◆ EXERCISE ◆
Go through the data below. Pull out every line that has the word "must".

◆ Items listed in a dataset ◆
= = = =

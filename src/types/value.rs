//! Codec value types.

use std::fmt;

use num_bigint::BigInt;

use crate::types::Object;

/// Ordered key/value pairs. Entries keep the order they were built or decoded
/// in; keys are not de-duplicated.
pub type Dict = Vec<(Value, Value)>;

/// A value the codec can encode, one variant per wire shape.
///
/// `Int` and `BigInt` share the INT wire shape and compare by numeric value,
/// so `BigInt(5) == Int(5)`. Decoding always yields the narrowest variant.
#[derive(Debug, Clone)]
pub enum Value {
    None,
    Bool(bool),
    Int(i64),
    /// Integers of any size. [`Value::big`] narrows to `Int` when it fits.
    BigInt(BigInt),
    Float(f64),
    Complex(Complex),
    Bytes(Vec<u8>),
    Str(String),
    Tuple(Vec<Value>),
    List(Vec<Value>),
    /// Set members in iteration order.
    Set(Vec<Value>),
    Dict(Dict),
    /// A reference to a named type, resolved on decode.
    Type(TypeRef),
    /// A user-defined object, encoded by an extension or by reduction.
    Object(Box<dyn Object>),
}

/// A complex number.
#[derive(Debug, Clone, Copy, PartialEq)]
pub struct Complex {
    pub re: f64,
    pub im: f64,
}

impl Complex {
    pub fn new(re: f64, im: f64) -> Self {
        Self { re, im }
    }
}

/// Identifies a type by its originating namespace and declared name.
#[derive(Debug, Clone, PartialEq, Eq, Hash)]
pub struct TypeRef {
    pub namespace: String,
    pub name: String,
}

impl TypeRef {
    pub fn new(namespace: impl Into<String>, name: impl Into<String>) -> Self {
        Self {
            namespace: namespace.into(),
            name: name.into(),
        }
    }
}

impl Value {
    /// Builds an integer value, narrowing to [`Value::Int`] when it fits.
    pub fn big(i: BigInt) -> Self {
        match i64::try_from(&i) {
            Ok(small) => Self::Int(small),
            Err(_) => Self::BigInt(i),
        }
    }

    /// Wraps a user-defined object.
    pub fn object(obj: impl Object) -> Self {
        Self::Object(Box::new(obj))
    }

    /// A reference to the type `namespace.name`.
    pub fn type_ref(namespace: impl Into<String>, name: impl Into<String>) -> Self {
        Self::Type(TypeRef::new(namespace, name))
    }

    pub fn is_none(&self) -> bool {
        matches!(self, Self::None)
    }

    /// Returns the value as a string reference, if it is a `Str` variant.
    pub fn as_str(&self) -> Option<&str> {
        match self {
            Self::Str(s) => Some(s),
            _ => None,
        }
    }

    /// Returns the value as an i64, if it is an `Int` variant.
    pub fn as_int(&self) -> Option<i64> {
        match self {
            Self::Int(i) => Some(*i),
            _ => None,
        }
    }

    /// Returns the items of a tuple, list or set.
    pub fn as_seq(&self) -> Option<&[Value]> {
        match self {
            Self::Tuple(items) | Self::List(items) | Self::Set(items) => Some(items),
            _ => None,
        }
    }

    /// Returns the wrapped object if it is exactly a `T`.
    pub fn downcast_ref<T: Object>(&self) -> Option<&T> {
        match self {
            Self::Object(obj) => obj.as_any().downcast_ref::<T>(),
            _ => None,
        }
    }

    /// Short name of the variant, for diagnostics.
    pub fn kind(&self) -> &'static str {
        match self {
            Self::None => "none",
            Self::Bool(_) => "bool",
            Self::Int(_) | Self::BigInt(_) => "int",
            Self::Float(_) => "float",
            Self::Complex(_) => "complex",
            Self::Bytes(_) => "bytes",
            Self::Str(_) => "str",
            Self::Tuple(_) => "tuple",
            Self::List(_) => "list",
            Self::Set(_) => "set",
            Self::Dict(_) => "dict",
            Self::Type(_) => "type",
            Self::Object(obj) => obj.type_name(),
        }
    }
}

// -- Convenience conversions --

impl From<bool> for Value {
    fn from(b: bool) -> Self {
        Self::Bool(b)
    }
}

impl From<i64> for Value {
    fn from(i: i64) -> Self {
        Self::Int(i)
    }
}

impl From<i32> for Value {
    fn from(i: i32) -> Self {
        Self::Int(i64::from(i))
    }
}

impl From<u64> for Value {
    fn from(i: u64) -> Self {
        Self::big(BigInt::from(i))
    }
}

impl From<BigInt> for Value {
    fn from(i: BigInt) -> Self {
        Self::big(i)
    }
}

impl From<f64> for Value {
    fn from(f: f64) -> Self {
        Self::Float(f)
    }
}

impl From<Complex> for Value {
    fn from(c: Complex) -> Self {
        Self::Complex(c)
    }
}

impl From<String> for Value {
    fn from(s: String) -> Self {
        Self::Str(s)
    }
}

impl From<&str> for Value {
    fn from(s: &str) -> Self {
        Self::Str(s.to_owned())
    }
}

impl From<Vec<u8>> for Value {
    fn from(b: Vec<u8>) -> Self {
        Self::Bytes(b)
    }
}

impl From<Vec<Value>> for Value {
    fn from(v: Vec<Value>) -> Self {
        Self::List(v)
    }
}

impl From<TypeRef> for Value {
    fn from(t: TypeRef) -> Self {
        Self::Type(t)
    }
}

impl<T: Into<Value>> From<Option<T>> for Value {
    fn from(v: Option<T>) -> Self {
        v.map_or(Self::None, Into::into)
    }
}

impl PartialEq for Value {
    fn eq(&self, other: &Self) -> bool {
        match (self, other) {
            (Self::None, Self::None) => true,
            (Self::Bool(a), Self::Bool(b)) => a == b,
            (Self::Int(a), Self::Int(b)) => a == b,
            (Self::BigInt(a), Self::BigInt(b)) => a == b,
            (Self::Int(a), Self::BigInt(b)) | (Self::BigInt(b), Self::Int(a)) => {
                i64::try_from(b).is_ok_and(|b| *a == b)
            }
            (Self::Float(a), Self::Float(b)) => a == b,
            (Self::Complex(a), Self::Complex(b)) => a == b,
            (Self::Bytes(a), Self::Bytes(b)) => a == b,
            (Self::Str(a), Self::Str(b)) => a == b,
            (Self::Tuple(a), Self::Tuple(b)) => a == b,
            (Self::List(a), Self::List(b)) => a == b,
            (Self::Set(a), Self::Set(b)) => a == b,
            (Self::Dict(a), Self::Dict(b)) => a == b,
            (Self::Type(a), Self::Type(b)) => a == b,
            (Self::Object(a), Self::Object(b)) => a == b,
            _ => false,
        }
    }
}

impl fmt::Display for Value {
    fn fmt(&self, f: &mut fmt::Formatter<'_>) -> fmt::Result {
        match self {
            Self::None => write!(f, "None"),
            Self::Bool(b) => write!(f, "{}", if *b { "True" } else { "False" }),
            Self::Int(i) => write!(f, "{i}"),
            Self::BigInt(i) => write!(f, "{i}"),
            Self::Float(v) => write!(f, "{v:?}"),
            Self::Complex(c) => write!(f, "({:?}{:+?}j)", c.re, c.im),
            Self::Str(s) => write!(f, "{s:?}"),
            Self::Bytes(b) => write!(f, "<{} bytes>", b.len()),
            Self::Tuple(items) => {
                write!(f, "(")?;
                write_items(f, items)?;
                if items.len() == 1 {
                    write!(f, ",")?;
                }
                write!(f, ")")
            }
            Self::List(items) => {
                write!(f, "[")?;
                write_items(f, items)?;
                write!(f, "]")
            }
            Self::Set(items) => {
                write!(f, "{{")?;
                write_items(f, items)?;
                write!(f, "}}")
            }
            Self::Dict(dict) => {
                write!(f, "{{")?;
                for (i, (k, v)) in dict.iter().enumerate() {
                    if i > 0 {
                        write!(f, ", ")?;
                    }
                    write!(f, "{k}: {v}")?;
                }
                write!(f, "}}")
            }
            Self::Type(t) => write!(f, "<type {}.{}>", t.namespace, t.name),
            Self::Object(obj) => write!(f, "<{} object>", obj.type_name()),
        }
    }
}

fn write_items(f: &mut fmt::Formatter<'_>, items: &[Value]) -> fmt::Result {
    for (i, item) in items.iter().enumerate() {
        if i > 0 {
            write!(f, ", ")?;
        }
        write!(f, "{item}")?;
    }
    Ok(())
}
use std::env;
use std::fs;
use std::path::{Path, PathBuf};

use serde::{Deserialize, Serialize};

use callscore_analysis::SignalConfig;
use callscore_asr::{ProviderKind, ProviderSettings};
use callscore_diarization::DiarizationConfig;
use callscore_scoring::{InvalidScoringConfig, ScoringConfig};

/// Configuration problems are fatal at startup, before any call is
/// processed.
#[derive(Debug, thiserror::Error)]
pub enum ConfigError {
    #[error("could not read config file {path}: {source}")]
    Io {
        path: PathBuf,
        #[source]
        source: std::io::Error,
    },
    #[error("could not parse config file {path}: {source}")]
    Parse {
        path: PathBuf,
        #[source]
        source: serde_json::Error,
    },
    #[error("invalid value for {var}: {message}")]
    Env { var: &'static str, message: String },
    #[error("invalid scoring configuration: {0}")]
    Scoring(#[from] InvalidScoringConfig),
    #[error("invalid {field}: {message}")]
    Invalid {
        field: &'static str,
        message: String,
    },
}

/// The one configuration value threaded through every stage.
///
/// Stage sub-configs live in their stage crates and are flattened here, so
/// the JSON file stays a single flat object:
///
/// ```json
/// {
///   "use_api": "mock",
///   "disclosure_phrases": ["this call is recorded"],
///   "category_weights": {"disclosure": 0.5, "talk_ratio": 0.5}
/// }
/// ```
#[derive(Debug, Clone, PartialEq, Serialize, Deserialize)]
#[serde(default)]
pub struct AnalysisConfig {
    pub use_api: ProviderKind,
    #[serde(flatten)]
    pub provider: ProviderSettings,
    #[serde(flatten)]
    pub diarization: DiarizationConfig,
    #[serde(flatten)]
    pub signals: SignalConfig,
    #[serde(flatten)]
    pub scoring: ScoringConfig,
}

impl Default for AnalysisConfig {
    fn default() -> Self {
        Self {
            use_api: ProviderKind::Mock,
            provider: ProviderSettings::default(),
            diarization: DiarizationConfig::default(),
            signals: SignalConfig::default(),
            scoring: ScoringConfig::default(),
        }
    }
}

impl AnalysisConfig {
    pub fn load(path: &Path) -> Result<Self, ConfigError> {
        let body = fs::read_to_string(path).map_err(|source| ConfigError::Io {
            path: path.to_path_buf(),
            source,
        })?;
        let config = serde_json::from_str(&body).map_err(|source| ConfigError::Parse {
            path: path.to_path_buf(),
            source,
        })?;
        tracing::debug!(path = %path.display(), "loaded configuration");
        Ok(config)
    }

    /// Resolution chain: explicit path, then `./callscore.json`, then the
    /// per-user config directory, then built-in defaults. Environment
    /// overrides apply on top of whichever source won.
    pub fn resolve(explicit: Option<&Path>) -> Result<Self, ConfigError> {
        let mut config = if let Some(path) = explicit {
            Self::load(path)?
        } else if Path::new("callscore.json").is_file() {
            Self::load(Path::new("callscore.json"))?
        } else if let Some(path) = user_config_path().filter(|p| p.is_file()) {
            Self::load(&path)?
        } else {
            Self::default()
        };
        config.apply_env_overrides()?;
        Ok(config)
    }

    pub fn apply_env_overrides(&mut self) -> Result<(), ConfigError> {
        if let Ok(value) = env::var("CALLSCORE_USE_API") {
            self.use_api = value.parse().map_err(|message| ConfigError::Env {
                var: "CALLSCORE_USE_API",
                message,
            })?;
        }
        if let Ok(value) = env::var("CALLSCORE_WHISPER_ENDPOINT") {
            self.provider.whisper_endpoint = value;
        }
        if let Ok(value) = env::var("CALLSCORE_API_KEY") {
            self.provider.api_key = Some(value);
        }
        Ok(())
    }

    pub fn validate(&self) -> Result<(), ConfigError> {
        self.scoring.validate()?;
        if self.provider.http_timeout_secs == 0 {
            return Err(ConfigError::Invalid {
                field: "http_timeout_secs",
                message: "timeout must be at least 1 second".to_string(),
            });
        }
        if self.diarization.silence_gap_ms == 0 {
            return Err(ConfigError::Invalid {
                field: "silence_gap_ms",
                message: "gap threshold must be positive".to_string(),
            });
        }
        Ok(())
    }
}

fn user_config_path() -> Option<PathBuf> {
    dirs::config_dir().map(|dir| dir.join("callscore").join("config.json"))
}

#[cfg(test)]
mod tests {
    use super::*;
    use callscore_record::SignalCategory;

    #[test]
    fn default_config_validates() {
        AnalysisConfig::default().validate().unwrap();
    }

    #[test]
    fn flat_json_reaches_stage_configs() {
        let dir = tempfile::tempdir().unwrap();
        let path = dir.path().join("callscore.json");
        std::fs::write(
            &path,
            r#"{
                "use_api": "transcript_file",
                "silence_gap_ms": 1500,
                "prohibited_lexicon": ["garnish"],
                "min_composite": 70.0,
                "category_weights": {"disclosure": 0.5, "prohibited_language": 0.5}
            }"#,
        )
        .unwrap();

        let config = AnalysisConfig::load(&path).unwrap();
        assert_eq!(config.use_api, ProviderKind::TranscriptFile);
        assert_eq!(config.diarization.silence_gap_ms, 1500);
        assert_eq!(config.signals.prohibited_lexicon, vec!["garnish"]);
        assert_eq!(config.scoring.min_composite, 70.0);
        assert_eq!(
            config.scoring.category_weights[&SignalCategory::Disclosure],
            0.5
        );
        config.validate().unwrap();
    }

    #[test]
    fn unreadable_weights_fail_validation() {
        let mut config = AnalysisConfig::default();
        config
            .scoring
            .category_weights
            .insert(SignalCategory::Disclosure, 0.9);
        assert!(matches!(
            config.validate(),
            Err(ConfigError::Scoring(InvalidScoringConfig::WeightSum(_)))
        ));
    }

    #[test]
    fn parse_error_names_the_file() {
        let dir = tempfile::tempdir().unwrap();
        let path = dir.path().join("broken.json");
        std::fs::write(&path, "{not json").unwrap();
        let err = AnalysisConfig::load(&path).unwrap_err();
        assert!(err.to_string().contains("broken.json"));
    }

    #[test]
    fn config_round_trips_through_json() {
        let config = AnalysisConfig::default();
        let json = serde_json::to_string(&config).unwrap();
        let back: AnalysisConfig = serde_json::from_str(&json).unwrap();
        assert_eq!(back, config);
    }
}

= = = =

◆ EXPECTED OUTPUT ◆
                message: "timeout must be at least 1 second".to_string(),
                message: "gap threshold must be positive".to_string(),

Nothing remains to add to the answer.